One of those metaphorical rocks happened to be the great Alaska-Yukon-Pacific Exposition of 1909—Seattle’s forgotten world’s fair. I stumbled upon an old article about race and the AYP and how China had declined to sponsor an exhibit because delegates had been harassed at previous world’s fairs, and how ethnographic displays were immensely popular, like the Igorrote exhibit, a mock village of grass huts, which was basically a human zoo.

As I kept digging, I was intrigued to learn that 1909 was also the height of Washington State’s suffrage movement. Both the Washington Equal Suffrage Association and the National American Woman Suffrage Association held conventions in Seattle to take advantage of the publicity of the AYP. And a large group of suffragists climbed Mount Rainier. Led by Dr. Cora Smith Eaton, who flew a “Votes For Women” pennant atop the 14,409-ft. summit, alongside an AYP flag.

But curiously, 1909 was also the peak of Seattle’s social evils—described as “dance halls, bagnios, crib houses, opium dens, and noodle joints…openly advertised in the full glare of electric light”—a major concern for the host city.

But what haunted my imagination more than anything, among articles about a “world of wonder” with a wireless telephone, incubators for premature babies, and a machine that could butcher salmon (patented as the Iron Chink) was finding a Seattle Times clipping that proclaimed SOMEBODY WILL DRAW BABY AS PRIZE and a sad 1909 follow-up in the Kennewick Courier, where a man who was in charge of the giveaway said, “No one had claimed the baby (yet).”

Much to my authorly delight (and parental mortification) that story turned out to be true.

The Washington Children’s Home Society did indeed donate a baby boy to be raffled off. And yes, his name in all the newspapers was Ernest. Ironically, he was offered up under the auspices of then-director L. J. Covington, who fought tirelessly against the moral plagues of his time but apparently had no problem giving away a child.

Oddly enough, I also found a letter in the Leavenworth Echo from July 10, 1910, with the headline WANTS TO ADOPT UGLY BOY. A woman named Anna M. Sampson wrote, “You may send me the ugliest, biggest, most ungainly looking boy you have. I think I know how to bring out the best that is in such a lad.”

The letter was received by M. A. Covington, superintendent of the Spokane district of the Washington Children’s Home Society, who responded: “I have a boy who is not the ugliest and who is only ten-years-old, but I believe he will suit.”

This begs the question: Were there two different Covingtons giving away children?

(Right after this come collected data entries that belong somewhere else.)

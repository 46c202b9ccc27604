//! Multivariate Coppersmith problems.

use std::fmt;

use smallroots_poly::Variable;
use tracing::warn;

use crate::bounds::BoundSet;
use crate::error::Result;
use crate::relation_set::RelationSet;
use crate::solution::Solution;

/// Relations together with bounds on the root being sought.
///
/// Problems are values: converters and solvers build new problems and
/// never modify one in place.
#[derive(Clone, Debug)]
pub struct Problem {
    /// Input relations.
    pub relations: RelationSet,
    /// Bounds on the desired solutions.
    pub bounds: BoundSet,
}

impl Problem {
    /// Creates a problem.
    #[must_use]
    pub fn new(relations: RelationSet, bounds: BoundSet) -> Self {
        Self { relations, bounds }
    }

    /// Generators of the relations' ring.
    #[must_use]
    pub fn variables(&self) -> &[Variable] {
        self.relations.variables()
    }

    /// Symbols appearing in the moduli.
    #[must_use]
    pub fn unknown_moduli(&self) -> &[Variable] {
        self.relations.unknown_moduli()
    }

    /// True if every solution assigns every unknown, lies inside the bounds
    /// and satisfies every relation.
    ///
    /// A solution missing a value is logged and makes the check fail.
    ///
    /// # Errors
    ///
    /// Propagates errors from evaluating the relations.
    pub fn check(&self, solutions: &[Solution]) -> Result<bool> {
        for soln in solutions {
            if let Some(v) = self.variables().iter().find(|v| !soln.contains(v)) {
                warn!(target: "smallroots::Problem", "value of {v} missing from solution {soln}");
                return Ok(false);
            }
            if let Some(p) = self.unknown_moduli().iter().find(|p| !soln.contains(p)) {
                warn!(target: "smallroots::Problem", "value of modulus {p} missing from {soln}");
                return Ok(false);
            }
        }
        for soln in solutions {
            if !self.bounds.check(soln) || !self.relations.check(soln)? {
                return Ok(false);
            }
        }
        Ok(true)
    }
}

impl fmt::Display for Problem {
    fn fmt(&self, f: &mut fmt::Formatter<'_>) -> fmt::Result {
        let vars = self.variables();
        write!(f, "Multivariate Coppersmith problem in ")?;
        if let [v] = vars {
            write!(f, "1 variable {v}")?;
        } else {
            let names: Vec<&str> = vars.iter().map(Variable::name).collect();
            write!(f, "{} variables [{}]", vars.len(), names.join(", "))?;
        }
        match self.relations.len() {
            1 => write!(f, " with 1 relation"),
            n => write!(f, " with {n} relations"),
        }
    }
}

#[cfg(test)]
mod tests {
    use super::*;
    use crate::bounds::Bound;
    use crate::relation::Relation;
    use crate::solution::PartialSolution;
    use smallroots_integers::Integer;
    use smallroots_poly::parse_polynomials;

    fn problem() -> Problem {
        let (_, polys) = parse_polynomials(&["x + y - 10", "x - y - 2"]).unwrap();
        let relations = RelationSet::new(
            polys
                .into_iter()
                .map(|f| Relation::modular(f, Integer::new(97)))
                .collect(),
        )
        .unwrap();
        let bounds = ["x", "y"]
            .into_iter()
            .map(|v| (Variable::new(v), Bound::symmetric(&Integer::new(50))))
            .collect();
        Problem::new(relations, bounds)
    }

    fn solution(x: i64, y: i64) -> PartialSolution {
        [
            (Variable::new("x"), Integer::new(x)),
            (Variable::new("y"), Integer::new(y)),
        ]
        .into_iter()
        .collect()
    }

    #[test]
    fn test_check() {
        let p = problem();
        assert!(p.check(&[solution(6, 4)]).unwrap());
        // congruent but outside the bounds
        assert!(!p.check(&[solution(6 + 97, 4)]).unwrap());
        assert!(!p.check(&[solution(5, 4)]).unwrap());
        let partial: PartialSolution = [(Variable::new("x"), Integer::new(6))].into_iter().collect();
        assert!(!p.check(&[partial]).unwrap());
    }

    #[test]
    fn test_display() {
        assert_eq!(
            problem().to_string(),
            "Multivariate Coppersmith problem in 2 variables [x, y] with 2 relations"
        );
    }
}
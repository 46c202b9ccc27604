//! Property-based tests for the integer Gröbner basis.

#[cfg(test)]
mod tests {
    use std::sync::Arc;

    use proptest::prelude::*;
    use smallroots_integers::Integer;
    use smallroots_poly::{Monomial, PolyRing, Polynomial, TermOrder};

    use crate::ideal::Ideal;
    use crate::integer::{groebner_basis, reduce};

    fn ring() -> Arc<PolyRing> {
        PolyRing::from_names(&["x", "y"], TermOrder::Grevlex).unwrap()
    }

    // small polynomials of degree at most 2
    fn small_poly() -> impl Strategy<Value = Polynomial<Integer>> {
        proptest::collection::vec((0u32..3, 0u32..2, -12i64..12), 1..4).prop_map(|terms| {
            Polynomial::from_terms(
                ring(),
                terms
                    .into_iter()
                    .map(|(a, b, c)| (Monomial::from_exponents(&[a, b]), Integer::new(c)))
                    .collect(),
            )
        })
    }

    proptest! {
        #![proptest_config(ProptestConfig::with_cases(48))]

        #[test]
        fn generators_reduce_to_zero(
            gens in proptest::collection::vec(small_poly(), 1..3),
            modulus in 2i64..30,
        ) {
            let mut gens = gens;
            gens.push(Polynomial::constant(ring(), Integer::new(modulus)));
            let gb = groebner_basis(&gens);
            for g in &gens {
                prop_assert!(reduce(g, &gb).is_zero());
            }
            for g in &gb {
                prop_assert!(g.leading_coeff().unwrap().is_positive());
            }
        }

        #[test]
        fn normal_form_is_congruent(
            gens in proptest::collection::vec(small_poly(), 1..3),
            f in small_poly(),
            modulus in 2i64..30,
        ) {
            let mut gens = gens;
            gens.push(Polynomial::constant(ring(), Integer::new(modulus)));
            let ideal = Ideal::new(ring(), gens);
            let r = ideal.reduce(&f);
            prop_assert!(ideal.contains(&(&f - &r)));
            // normal forms are fixed points
            prop_assert_eq!(ideal.reduce(&r), r);
        }
    }
}
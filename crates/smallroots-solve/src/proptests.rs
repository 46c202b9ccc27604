//! Property-based tests for converters, combinations and ideals.

#[cfg(test)]
mod tests {
    use num_traits::{One, Zero};
    use proptest::prelude::*;
    use smallroots_integers::Integer;
    use smallroots_model::{Bound, BoundSet, PartialSolution, Problem, Relation, RelationSet};
    use smallroots_poly::{parse_polynomials, Variable};

    use crate::combinations::WeightedCombinations;
    use crate::converter::{ProblemConverter, Recenter};
    use crate::ideal::{coprime_factors, RelationIdealGenerator};

    fn assign(x: i64) -> PartialSolution {
        [(Variable::new("x"), Integer::new(x))].into_iter().collect()
    }

    fn problem(expr: &str, modulus: i64, lo: i64, hi: i64) -> Problem {
        let (_, polys) = parse_polynomials(&[expr]).unwrap();
        let relations =
            RelationSet::new(vec![Relation::modular(polys[0].clone(), Integer::new(modulus))])
                .unwrap();
        let bounds: BoundSet = [(Variable::new("x"), Bound::new(Integer::new(lo), Integer::new(hi)))]
            .into_iter()
            .collect();
        Problem::new(relations, bounds)
    }

    proptest! {
        #![proptest_config(ProptestConfig::with_cases(64))]

        #[test]
        fn recenter_preserves_roots(lo in -1000i64..1000, width in 2i64..500, offset in 1i64..500) {
            let hi = lo + width;
            let x = lo + 1 + offset % (width - 1);
            let p = problem(&format!("(x - ({x})) * (x + 3)"), 1_000_003, lo, hi);
            let conv = Recenter.run(&p).unwrap();
            let moved = conv.solutions.convert_solution_to_new(&assign(x));
            prop_assert_eq!(conv.solutions.convert_solution_to_old(&moved), assign(x));
            // the root stays a root and stays inside the new bounds
            prop_assert!(conv.problem.relations.check(&moved).unwrap());
            prop_assert!(conv.problem.bounds.check(&moved));
        }

        #[test]
        fn combinations_are_sorted(weights in prop::collection::vec(0.0f64..8.0, 1..4)) {
            let scores: Vec<f64> = WeightedCombinations::new(&weights)
                .take(40)
                .map(|(_, w)| w)
                .collect();
            prop_assert!(scores.windows(2).all(|w| w[0] <= w[1] + 1e-9));
        }

        #[test]
        fn coprime_factors_cover_inputs(values in prop::collection::vec(1i64..5000, 1..5)) {
            let ints: Vec<Integer> = values.iter().map(|&v| Integer::new(v)).collect();
            let factors = coprime_factors(&ints);
            for (i, a) in factors.iter().enumerate() {
                prop_assert!(*a > Integer::one());
                for b in &factors[i + 1..] {
                    prop_assert!(a.gcd(b).is_one());
                }
            }
            // every input splits completely over the factors
            for v in ints {
                let mut rest = v;
                for f in &factors {
                    while rest.is_divisible_by(f) && !rest.is_zero() {
                        rest = rest.div_exact(f).unwrap();
                    }
                }
                prop_assert!(rest.is_one());
            }
        }

        #[test]
        fn ideal_moduli_grow(a in 1i64..100, b in 1i64..100) {
            let p = problem(&format!("x^2 + {a}*x + {b}"), 101 * 103, -20, 20);
            let mut generator = RelationIdealGenerator::new(&p.relations, &p.bounds).unwrap();
            let mut previous = Integer::zero();
            for _ in 0..6 {
                let (ideal, _) = generator.next().unwrap().unwrap();
                let modulus = ideal.modulus.as_ref().and_then(|m| m.as_integer().cloned()).unwrap();
                prop_assert!(modulus >= previous);
                previous = modulus;
            }
        }
    }
}
//! Property-based tests for the division and gcd helpers.

#[cfg(test)]
mod tests {
    use num_traits::{One, Zero};
    use proptest::prelude::*;

    use crate::{Integer, Rational};

    fn small_int() -> impl Strategy<Value = i64> {
        -100_000i64..100_000i64
    }

    fn non_zero_int() -> impl Strategy<Value = i64> {
        prop_oneof![(-1000i64..=-1i64), (1i64..=1000i64)]
    }

    proptest! {
        #[test]
        fn floor_division_identity(a in small_int(), b in non_zero_int()) {
            let (a, b) = (Integer::new(a), Integer::new(b));
            let q = a.div_floor(&b);
            let r = &a - &(&q * &b);
            prop_assert_eq!(&q * &b + r.clone(), a);
            // remainder has the sign of the divisor
            prop_assert!(r.is_zero() || r.is_negative() == b.is_negative());
            prop_assert!(r.abs() < b.abs());
        }

        #[test]
        fn symmetric_remainder_range(a in small_int(), b in non_zero_int()) {
            let (a, b) = (Integer::new(a), Integer::new(b));
            let r = a.sym_rem(&b);
            let twice = &r + &r;
            prop_assert!(twice > -b.abs());
            prop_assert!(twice <= b.abs());
            prop_assert!((&a - &r).is_divisible_by(&b));
        }

        #[test]
        fn modulo_is_non_negative(a in small_int(), b in non_zero_int()) {
            let (a, b) = (Integer::new(a), Integer::new(b));
            let r = a.modulo(&b);
            prop_assert!(!r.is_negative());
            prop_assert!(r < b.abs());
        }

        #[test]
        fn bezout_identity(a in small_int(), b in small_int()) {
            let (a, b) = (Integer::new(a), Integer::new(b));
            let (g, u, v) = a.extended_gcd(&b);
            prop_assert_eq!(&a * &u + &b * &v, g.clone());
            prop_assert_eq!(g, a.gcd(&b));
        }

        #[test]
        fn gcd_times_lcm(a in non_zero_int(), b in non_zero_int()) {
            let (a, b) = (Integer::new(a), Integer::new(b));
            prop_assert_eq!(a.gcd(&b) * a.lcm(&b), (&a * &b).abs());
        }

        #[test]
        fn isqrt_brackets(n in 0i64..10_000_000i64) {
            let n = Integer::new(n);
            let s = n.isqrt().unwrap();
            prop_assert!(&s * &s <= n);
            let t = &s + &Integer::one();
            prop_assert!(&t * &t > n);
        }

        #[test]
        fn hex_round_trip(a in any::<i64>()) {
            let a = Integer::new(a);
            prop_assert_eq!(Integer::parse_token(&a.to_hex_string()).unwrap(), a);
        }

        #[test]
        fn rational_floor_bounds(a in small_int(), b in non_zero_int()) {
            let r = Rational::from_i64(a, b);
            let f = Rational::from_integer(r.floor());
            prop_assert!(f <= r);
            prop_assert!(r < f + Rational::one());
        }
    }
}
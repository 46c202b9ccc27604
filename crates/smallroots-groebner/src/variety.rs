//! Integer points of zero-dimensional ideals.
//!
//! The ideal is brought to a reduced lex basis over ℚ. For a
//! zero-dimensional ideal that basis is triangular: the elements whose
//! smallest variable is `x_k` only involve `x_k, ..., x_{n-1}`. Points are
//! then built from the last variable up, keeping integer roots only.

use num_traits::{One, Zero};
use rustc_hash::FxHashMap;
use smallroots_integers::{Integer, Rational};
use smallroots_poly::{integer_roots, Polynomial, TermOrder};
use tracing::debug;

use crate::error::VarietyError;
use crate::rational::rational_groebner_basis;

/// All integer points of the ideal generated by `polys`.
///
/// Each point has one value per generator of the polynomials' ring, in
/// ring order. An inconsistent system yields no points.
///
/// # Errors
///
/// Returns [`VarietyError::PositiveDimensional`] when the ideal has
/// infinitely many points.
pub fn integer_points(polys: &[Polynomial<Rational>]) -> Result<Vec<Vec<Integer>>, VarietyError> {
    let Some(first) = polys.first() else {
        return Ok(Vec::new());
    };
    let n = first.ring().num_vars();
    let basis = rational_groebner_basis(polys, &TermOrder::Lex);
    if basis.iter().any(Polynomial::is_constant) {
        return Ok(Vec::new());
    }
    let zero_dimensional = (0..n).all(|i| {
        basis.iter().any(|g| {
            g.leading_monomial()
                .and_then(smallroots_poly::Monomial::as_pure_power)
                .is_some_and(|(j, _)| j == i)
        })
    });
    if !zero_dimensional {
        return Err(VarietyError::PositiveDimensional { basis });
    }

    // level k holds the elements whose smallest variable is x_k
    let mut levels: Vec<Vec<&Polynomial<Rational>>> = vec![Vec::new(); n];
    for g in &basis {
        if let Some(&k) = g.variable_indices().first() {
            levels[k].push(g);
        }
    }

    let mut points = Vec::new();
    let mut values: FxHashMap<usize, Rational> = FxHashMap::default();
    extend(&levels, n, &mut values, &mut points);
    debug!(target: "smallroots::Variety", count = points.len(), "integer points found");
    Ok(points)
}

fn extend(
    levels: &[Vec<&Polynomial<Rational>>],
    k: usize,
    values: &mut FxHashMap<usize, Rational>,
    points: &mut Vec<Vec<Integer>>,
) {
    if k == 0 {
        let point = (0..levels.len())
            .map(|i| values.get(&i).map_or_else(Integer::default, Rational::floor))
            .collect();
        points.push(point);
        return;
    }
    let var = k - 1;
    let specialised: Vec<Polynomial<Rational>> = levels[var]
        .iter()
        .map(|g| g.partial_evaluate(values))
        .filter(|g| !g.is_zero())
        .collect();
    if specialised.iter().any(Polynomial::is_constant) {
        return;
    }
    let Some(coeffs) = specialised.first().and_then(|g| g.univariate_coeffs(var)) else {
        return;
    };
    let denom = coeffs
        .iter()
        .fold(Integer::one(), |l, c| l.lcm(&c.denominator()));
    let int_coeffs: Vec<Integer> = coeffs
        .iter()
        .map(|c| {
            (c.numerator() * &denom)
                .div_exact(&c.denominator())
                .unwrap_or_default()
        })
        .collect();
    for root in integer_roots(&int_coeffs) {
        let value = Rational::from(&root);
        let all_vanish = specialised.iter().skip(1).all(|g| {
            g.univariate_coeffs(var).is_some_and(|cs| {
                cs.iter()
                    .rev()
                    .fold(Rational::zero(), |acc, c| acc * &value + c)
                    .is_zero()
            })
        });
        if all_vanish {
            values.insert(var, value);
            extend(levels, var, values, points);
            values.remove(&var);
        }
    }
}

#[cfg(test)]
mod tests {
    use super::*;
    use smallroots_poly::{parse_polynomials, parse_polynomial_in, PolyRing};

    #[test]
    fn test_circle_and_line() {
        let (_, polys) = parse_polynomials(&["x^2 + y^2 - 25", "x - y - 1"]).unwrap();
        let polys: Vec<_> = polys.iter().map(Polynomial::to_rational).collect();
        let points = integer_points(&polys).unwrap();
        let expect = |x: i64, y: i64| vec![Integer::new(x), Integer::new(y)];
        assert_eq!(points.len(), 2);
        assert!(points.contains(&expect(4, 3)));
        assert!(points.contains(&expect(-3, -4)));
    }

    #[test]
    fn test_rational_points_are_dropped() {
        let (_, polys) = parse_polynomials(&["2*x - 1", "y - 3"]).unwrap();
        let polys: Vec<_> = polys.iter().map(Polynomial::to_rational).collect();
        assert!(integer_points(&polys).unwrap().is_empty());
    }

    #[test]
    fn test_positive_dimensional() {
        let ring = PolyRing::from_names(&["x", "y"], TermOrder::Lex).unwrap();
        let f = parse_polynomial_in(&ring, "x - 2*y").unwrap().to_rational();
        assert!(matches!(
            integer_points(&[f]),
            Err(VarietyError::PositiveDimensional { .. })
        ));
    }
}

Were they related? Or was this perhaps the same person, confounded by a typographical error? I’m still not sure.

But what I am certain of is that all of this happened during the tail end of the orphan train era, when children were given away with aplomb. And while it’s clear that a baby boy was offered as a prize at the AYP, it’s likely that no one claimed him, and his subsequent fate is unknown. And I like the unknown.

That’s when I decided to write this story.

Because of mysteries like these, Ernest became yet another one of my imaginary friends. And on the blank canvas of his life, I set off to render his tale, which in my world begins in Southern China during a time when workers were being smuggled into North America despite the Chinese Exclusion Act of 1882. Young women were still being sold as Mui Tsai in China, or Karayuki-san in Japan, often ending up in the United States, where they worked as slaves or indentured servants, more than fifty years after the Emancipation Proclamation.

Due to prejudice, and perhaps barriers of language and culture, the plight of these girls was ignored by all but the most intrepid of heroes, like Donaldina Cameron, who rescued more than three thousand Asian girls in San Francisco. The “Angry Angel of Chinatown” would remain busy until 1910 when the Mann Act made it a crime to transport white women across borders for the purpose of debauchery.

In reality, the Mann Act was used to prevent interracial relationships. World champion heavyweight boxer Jack Johnson was prosecuted under the Mann Act for dating white women.

Sadly, only after the Mann Act did women of color catch a break.